**WORK TASK**
Give the lines again, unchanged, starting with the line containing "pub struct ScoreRequest" and ending with the last line of the data below.

**RECORDS TO PROCESS**
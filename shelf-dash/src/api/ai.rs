//! AI helper endpoints: score optimization, summaries, news expansion, fact checks
//!
//! Every endpoint answers; when the remote service fails the reply carries
//! `"origin": "fallback"`.

use axum::{extract::State, Json};
use serde::Deserialize;
use shelf_client::Fetched;
use shelf_common::models::{FactCheck, NewsExpansion, ScoreOptimization, ScoreRagSummary};
use shelf_common::Book;

use crate::error::{ApiError, ApiResult};
use crate::AppState;

#[derive(Debug, Deserialize)]
pub struct ScoreRequest {
    pub book: Book,
}

#[derive(Debug, Deserialize)]
pub struct SummarizeRequest {
    pub text: String,
}

#[derive(Debug, Deserialize)]
pub struct ExpandRequest {
    pub headline: String,
}

#[derive(Debug, Deserialize)]
pub struct FactCheckRequest {
    pub claim: String,
}

fn required<'a>(field: &str, value: &'a str) -> ApiResult<&'a str> {
    let value = value.trim();
    if value.is_empty() {
        Err(ApiError::BadRequest(format!("'{}' must not be empty", field)))
    } else {
        Ok(value)
    }
}

/// POST /api/ai/score
pub async fn optimize_score(
    State(state): State<AppState>,
    Json(request): Json<ScoreRequest>,
) -> ApiResult<Json<Fetched<ScoreOptimization>>> {
    Ok(Json(state.ai.optimize_score(&request.book).await))
}

/// POST /api/ai/summarize
pub async fn summarize(
    State(state): State<AppState>,
    Json(request): Json<SummarizeRequest>,
) -> ApiResult<Json<Fetched<ScoreRagSummary>>> {
    let text = required("text", &request.text)?;
    Ok(Json(state.ai.summarize(text).await))
}

/// POST /api/news/expand
pub async fn expand_news(
    State(state): State<AppState>,
    Json(request): Json<ExpandRequest>,
) -> ApiResult<Json<Fetched<NewsExpansion>>> {
    let headline = required("headline", &request.headline)?;
    Ok(Json(state.ai.expand_news(headline).await))
}

/// POST /api/news/fact-check
pub async fn fact_check(
    State(state): State<AppState>,
    Json(request): Json<FactCheckRequest>,
) -> ApiResult<Json<Fetched<FactCheck>>> {
    let claim = required("claim", &request.claim)?;
    Ok(Json(state.ai.fact_check(claim).await))
}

**RESPONSE TO THE TASK**
pub struct ScoreRequest {
    pub book: Book,
}

#[derive(Debug, Deserialize)]
pub struct SummarizeRequest {
    pub text: String,
}

#[derive(Debug, Deserialize)]
pub struct ExpandRequest {
    pub headline: String,
}

#[derive(Debug, Deserialize)]
pub struct FactCheckRequest {
    pub claim: String,
}

fn required<'a>(field: &str, value: &'a str) -> ApiResult<&'a str> {
    let value = value.trim();
    if value.is_empty() {
        Err(ApiError::BadRequest(format!("'{}' must not be empty", field)))
    } else {
        Ok(value)
    }
}

/// POST /api/ai/score
pub async fn optimize_score(
    State(state): State<AppState>,
    Json(request): Json<ScoreRequest>,
) -> ApiResult<Json<Fetched<ScoreOptimization>>> {
    Ok(Json(state.ai.optimize_score(&request.book).await))
}

/// POST /api/ai/summarize
pub async fn summarize(
    State(state): State<AppState>,
    Json(request): Json<SummarizeRequest>,
) -> ApiResult<Json<Fetched<ScoreRagSummary>>> {
    let text = required("text", &request.text)?;
    Ok(Json(state.ai.summarize(text).await))
}

/// POST /api/news/expand
pub async fn expand_news(
    State(state): State<AppState>,
    Json(request): Json<ExpandRequest>,
) -> ApiResult<Json<Fetched<NewsExpansion>>> {
    let headline = required("headline", &request.headline)?;
    Ok(Json(state.ai.expand_news(headline).await))
}

/// POST /api/news/fact-check
pub async fn fact_check(
    State(state): State<AppState>,
    Json(request): Json<FactCheckRequest>,
) -> ApiResult<Json<Fetched<FactCheck>>> {
    let claim = required("claim", &request.claim)?;
    Ok(Json(state.ai.fact_check(claim).await))
}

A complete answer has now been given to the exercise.